**Task details**
Reproduce only the lines from the one containing "会话与带 TTL 清理的存储" through the end of the data, exactly as they stand.

(Beginning of Given records)

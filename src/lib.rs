//! # Site Analyzer
//!
//! 批量网页分析服务：性能、SEO、移动端适配、无障碍、B2B 获客能力
//!
//! ## 架构设计
//!
//! 本系统采用严格的四层架构：
//!
//! ### ① 基础设施层（Infrastructure）
//! - `infrastructure/` - 持有稀缺资源（Page），只暴露能力
//! - `JsExecutor` - 唯一的 page owner，提供 eval() / content() 能力
//! - `Renderer` / `Tab` / `PageProbe` - 渲染器抽象，测试中可替换
//! - `browser/` - 启动 Chromium、限制实例数量的浏览器池
//!
//! ### ② 业务能力层（Services）
//! - `services/` - 描述"我能做什么"，只处理单个页面
//! - 性能 / SEO / 移动端 / 无障碍 / 获客能力分析器
//! - `scoring` - 评分规则
//! - `NarrativeService` - 改进建议生成
//! - `HtmlReportWriter` - 写报告
//!
//! ### ③ 流程层（Workflow）
//! - `workflow/` - 定义"一个页面"的完整分析流程
//! - `PageCtx` - 上下文封装（session_id + index + url）
//! - `PageFlow` - 流程编排（导航 → 并发分析 → 评分 → 建议）
//!
//! ### ④ 编排层（Orchestration）
//! - `orchestrator/batch_processor` - 批次处理器，管理浏览器租用、会话状态和报告
//! - `session/` - 会话与带 TTL 清理的存储
//! - `api/` - 请求校验与 HTTP 接口
//!
//! ## 模块结构

pub mod api;
pub mod browser;
pub mod config;
pub mod error;
pub mod infrastructure;
pub mod models;
pub mod orchestrator;
pub mod services;
pub mod session;
pub mod utils;
pub mod workflow;

#[cfg(test)]
pub(crate) mod testing;

// 重新导出常用类型
pub use browser::{ChromiumLauncher, LaunchSettings, RendererPool};
pub use config::Config;
pub use error::{AppError, AppResult};
pub use infrastructure::{JsExecutor, PageProbe, Renderer, RendererLauncher, Tab};
pub use models::{PageEntry, PageError, PageResult, Scores};
pub use orchestrator::{BatchLimits, BatchProcessor};
pub use session::{Session, SessionStatus, SessionStore};
pub use workflow::{PageCtx, PageFlow};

(End of Given records)

**Result**
//! - `session/` - 会话与带 TTL 清理的存储
//! - `api/` - 请求校验与 HTTP 接口
//!
//! ## 模块结构

pub mod api;
pub mod browser;
pub mod config;
pub mod error;
pub mod infrastructure;
pub mod models;
pub mod orchestrator;
pub mod services;
pub mod session;
pub mod utils;
pub mod workflow;

#[cfg(test)]
pub(crate) mod testing;

// 重新导出常用类型
pub use browser::{ChromiumLauncher, LaunchSettings, RendererPool};
pub use config::Config;
pub use error::{AppError, AppResult};
pub use infrastructure::{JsExecutor, PageProbe, Renderer, RendererLauncher, Tab};
pub use models::{PageEntry, PageError, PageResult, Scores};
pub use orchestrator::{BatchLimits, BatchProcessor};
pub use session::{Session, SessionStatus, SessionStore};
pub use workflow::{PageCtx, PageFlow};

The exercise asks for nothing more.